# Exercise prompt:
Look below for the line that contains "let dist = WeightedIndex::new(table.iter().map(|(_, w)|", then copy it and each following line exactly, through and including the line that contains "id, pos.x, pos.y);".
***
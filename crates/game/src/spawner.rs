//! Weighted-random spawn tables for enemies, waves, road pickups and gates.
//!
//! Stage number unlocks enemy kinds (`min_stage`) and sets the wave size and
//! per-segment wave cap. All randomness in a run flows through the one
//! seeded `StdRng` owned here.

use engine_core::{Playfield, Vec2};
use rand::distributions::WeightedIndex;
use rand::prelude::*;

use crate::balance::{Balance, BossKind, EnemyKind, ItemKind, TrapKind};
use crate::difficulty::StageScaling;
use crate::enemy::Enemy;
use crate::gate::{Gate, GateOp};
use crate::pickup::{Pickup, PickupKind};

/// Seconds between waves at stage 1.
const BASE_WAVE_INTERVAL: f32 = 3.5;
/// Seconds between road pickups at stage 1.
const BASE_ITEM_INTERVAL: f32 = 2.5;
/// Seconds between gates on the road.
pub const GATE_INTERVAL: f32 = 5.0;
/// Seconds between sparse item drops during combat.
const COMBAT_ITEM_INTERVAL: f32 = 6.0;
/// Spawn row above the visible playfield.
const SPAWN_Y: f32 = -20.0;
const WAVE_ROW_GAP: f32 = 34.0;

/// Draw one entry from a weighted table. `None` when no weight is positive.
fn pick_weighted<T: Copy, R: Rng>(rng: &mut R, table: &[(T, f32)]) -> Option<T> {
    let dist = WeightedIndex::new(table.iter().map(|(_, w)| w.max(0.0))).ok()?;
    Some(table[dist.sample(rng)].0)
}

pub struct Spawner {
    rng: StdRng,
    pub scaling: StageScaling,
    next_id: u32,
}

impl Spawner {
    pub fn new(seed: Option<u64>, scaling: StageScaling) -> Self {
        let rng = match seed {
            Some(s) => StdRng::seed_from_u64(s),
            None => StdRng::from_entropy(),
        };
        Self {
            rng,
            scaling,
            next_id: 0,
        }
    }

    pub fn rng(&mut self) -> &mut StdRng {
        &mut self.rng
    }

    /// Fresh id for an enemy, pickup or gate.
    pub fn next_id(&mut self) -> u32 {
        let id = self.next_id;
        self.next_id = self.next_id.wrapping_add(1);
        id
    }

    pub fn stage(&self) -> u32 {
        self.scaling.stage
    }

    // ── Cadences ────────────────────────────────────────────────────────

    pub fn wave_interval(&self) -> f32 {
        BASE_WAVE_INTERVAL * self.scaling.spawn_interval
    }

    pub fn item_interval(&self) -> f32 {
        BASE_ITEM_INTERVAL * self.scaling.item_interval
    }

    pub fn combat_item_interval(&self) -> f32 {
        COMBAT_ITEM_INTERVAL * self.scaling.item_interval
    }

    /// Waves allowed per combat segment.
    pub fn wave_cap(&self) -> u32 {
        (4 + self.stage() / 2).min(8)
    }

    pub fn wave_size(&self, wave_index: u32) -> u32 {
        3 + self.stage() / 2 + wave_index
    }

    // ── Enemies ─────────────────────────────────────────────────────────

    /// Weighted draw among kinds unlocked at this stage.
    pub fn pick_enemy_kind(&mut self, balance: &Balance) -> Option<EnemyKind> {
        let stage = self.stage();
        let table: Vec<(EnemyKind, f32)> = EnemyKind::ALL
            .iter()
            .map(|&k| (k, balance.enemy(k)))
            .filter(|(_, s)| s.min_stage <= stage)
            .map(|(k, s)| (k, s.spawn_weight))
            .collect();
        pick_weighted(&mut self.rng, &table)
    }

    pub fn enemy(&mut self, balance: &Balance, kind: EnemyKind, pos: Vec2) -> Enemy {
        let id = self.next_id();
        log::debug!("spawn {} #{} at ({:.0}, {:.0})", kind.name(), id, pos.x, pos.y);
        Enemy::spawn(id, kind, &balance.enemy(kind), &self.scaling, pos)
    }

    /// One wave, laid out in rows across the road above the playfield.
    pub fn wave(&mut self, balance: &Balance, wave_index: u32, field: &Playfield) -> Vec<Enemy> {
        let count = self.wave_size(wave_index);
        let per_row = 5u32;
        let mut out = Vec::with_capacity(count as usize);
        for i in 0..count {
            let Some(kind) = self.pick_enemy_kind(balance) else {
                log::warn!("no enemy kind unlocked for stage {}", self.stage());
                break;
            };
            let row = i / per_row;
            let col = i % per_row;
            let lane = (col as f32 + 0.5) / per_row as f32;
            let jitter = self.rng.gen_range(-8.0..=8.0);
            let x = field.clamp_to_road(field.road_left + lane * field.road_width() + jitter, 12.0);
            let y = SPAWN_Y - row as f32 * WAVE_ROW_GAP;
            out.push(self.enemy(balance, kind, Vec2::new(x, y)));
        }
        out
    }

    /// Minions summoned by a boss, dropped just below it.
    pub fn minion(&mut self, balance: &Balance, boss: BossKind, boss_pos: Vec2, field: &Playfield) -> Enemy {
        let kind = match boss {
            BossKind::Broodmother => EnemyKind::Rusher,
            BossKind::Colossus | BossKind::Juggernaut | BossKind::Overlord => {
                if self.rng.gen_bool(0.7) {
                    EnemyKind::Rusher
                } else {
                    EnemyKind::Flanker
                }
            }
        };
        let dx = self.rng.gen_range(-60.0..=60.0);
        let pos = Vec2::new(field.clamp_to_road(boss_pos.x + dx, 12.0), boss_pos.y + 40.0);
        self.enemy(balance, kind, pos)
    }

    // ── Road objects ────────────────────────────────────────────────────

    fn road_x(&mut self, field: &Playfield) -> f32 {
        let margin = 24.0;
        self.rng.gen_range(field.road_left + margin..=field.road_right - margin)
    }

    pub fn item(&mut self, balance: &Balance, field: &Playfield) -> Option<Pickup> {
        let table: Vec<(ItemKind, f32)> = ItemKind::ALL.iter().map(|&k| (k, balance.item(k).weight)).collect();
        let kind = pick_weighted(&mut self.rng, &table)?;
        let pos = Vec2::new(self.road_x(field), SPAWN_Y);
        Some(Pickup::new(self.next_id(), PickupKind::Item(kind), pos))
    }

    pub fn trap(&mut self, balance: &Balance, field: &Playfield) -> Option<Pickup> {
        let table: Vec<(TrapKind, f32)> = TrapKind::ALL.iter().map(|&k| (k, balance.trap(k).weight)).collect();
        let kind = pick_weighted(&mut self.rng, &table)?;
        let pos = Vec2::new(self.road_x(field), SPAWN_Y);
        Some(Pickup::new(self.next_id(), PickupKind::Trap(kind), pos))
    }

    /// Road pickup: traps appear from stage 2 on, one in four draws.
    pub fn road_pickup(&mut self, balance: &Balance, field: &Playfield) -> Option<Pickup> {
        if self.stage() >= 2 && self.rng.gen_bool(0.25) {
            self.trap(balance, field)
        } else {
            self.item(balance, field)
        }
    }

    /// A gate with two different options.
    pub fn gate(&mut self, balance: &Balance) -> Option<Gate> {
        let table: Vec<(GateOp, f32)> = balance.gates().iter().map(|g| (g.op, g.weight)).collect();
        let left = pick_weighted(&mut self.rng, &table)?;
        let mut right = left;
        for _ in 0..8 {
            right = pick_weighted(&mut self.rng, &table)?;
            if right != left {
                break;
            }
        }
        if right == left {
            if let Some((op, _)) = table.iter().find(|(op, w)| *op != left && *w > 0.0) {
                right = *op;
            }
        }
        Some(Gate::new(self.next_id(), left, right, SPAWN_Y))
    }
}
***
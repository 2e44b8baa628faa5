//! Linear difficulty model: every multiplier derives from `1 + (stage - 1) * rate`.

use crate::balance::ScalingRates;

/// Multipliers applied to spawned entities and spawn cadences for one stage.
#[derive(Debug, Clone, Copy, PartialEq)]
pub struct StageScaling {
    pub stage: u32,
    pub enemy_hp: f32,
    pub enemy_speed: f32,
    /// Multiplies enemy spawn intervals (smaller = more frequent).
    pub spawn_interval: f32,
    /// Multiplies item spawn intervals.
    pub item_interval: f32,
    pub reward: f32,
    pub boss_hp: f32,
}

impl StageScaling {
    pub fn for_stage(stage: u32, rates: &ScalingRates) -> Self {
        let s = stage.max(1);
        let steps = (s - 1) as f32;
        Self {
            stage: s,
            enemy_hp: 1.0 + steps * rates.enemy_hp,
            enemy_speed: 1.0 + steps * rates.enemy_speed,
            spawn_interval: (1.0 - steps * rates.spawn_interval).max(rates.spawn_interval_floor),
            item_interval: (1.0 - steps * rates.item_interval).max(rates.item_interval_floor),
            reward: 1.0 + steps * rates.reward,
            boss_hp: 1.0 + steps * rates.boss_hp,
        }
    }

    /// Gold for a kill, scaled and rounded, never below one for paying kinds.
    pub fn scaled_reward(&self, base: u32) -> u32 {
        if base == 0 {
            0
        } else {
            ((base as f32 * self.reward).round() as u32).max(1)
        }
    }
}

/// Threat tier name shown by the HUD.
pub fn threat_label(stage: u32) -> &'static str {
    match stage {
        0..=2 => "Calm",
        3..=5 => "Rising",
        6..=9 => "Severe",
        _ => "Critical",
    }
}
***
# Response box:
    let dist = WeightedIndex::new(table.iter().map(|(_, w)| w.max(0.0))).ok()?;
    Some(table[dist.sample(rng)].0)
}

pub struct Spawner {
    rng: StdRng,
    pub scaling: StageScaling,
    next_id: u32,
}

impl Spawner {
    pub fn new(seed: Option<u64>, scaling: StageScaling) -> Self {
        let rng = match seed {
            Some(s) => StdRng::seed_from_u64(s),
            None => StdRng::from_entropy(),
        };
        Self {
            rng,
            scaling,
            next_id: 0,
        }
    }

    pub fn rng(&mut self) -> &mut StdRng {
        &mut self.rng
    }

    /// Fresh id for an enemy, pickup or gate.
    pub fn next_id(&mut self) -> u32 {
        let id = self.next_id;
        self.next_id = self.next_id.wrapping_add(1);
        id
    }

    pub fn stage(&self) -> u32 {
        self.scaling.stage
    }

    // ── Cadences ────────────────────────────────────────────────────────

    pub fn wave_interval(&self) -> f32 {
        BASE_WAVE_INTERVAL * self.scaling.spawn_interval
    }

    pub fn item_interval(&self) -> f32 {
        BASE_ITEM_INTERVAL * self.scaling.item_interval
    }

    pub fn combat_item_interval(&self) -> f32 {
        COMBAT_ITEM_INTERVAL * self.scaling.item_interval
    }

    /// Waves allowed per combat segment.
    pub fn wave_cap(&self) -> u32 {
        (4 + self.stage() / 2).min(8)
    }

    pub fn wave_size(&self, wave_index: u32) -> u32 {
        3 + self.stage() / 2 + wave_index
    }

    // ── Enemies ─────────────────────────────────────────────────────────

    /// Weighted draw among kinds unlocked at this stage.
    pub fn pick_enemy_kind(&mut self, balance: &Balance) -> Option<EnemyKind> {
        let stage = self.stage();
        let table: Vec<(EnemyKind, f32)> = EnemyKind::ALL
            .iter()
            .map(|&k| (k, balance.enemy(k)))
            .filter(|(_, s)| s.min_stage <= stage)
            .map(|(k, s)| (k, s.spawn_weight))
            .collect();
        pick_weighted(&mut self.rng, &table)
    }

    pub fn enemy(&mut self, balance: &Balance, kind: EnemyKind, pos: Vec2) -> Enemy {
        let id = self.next_id();
        log::debug!("spawn {} #{} at ({:.0}, {:.0})", kind.name(), id, pos.x, pos.y);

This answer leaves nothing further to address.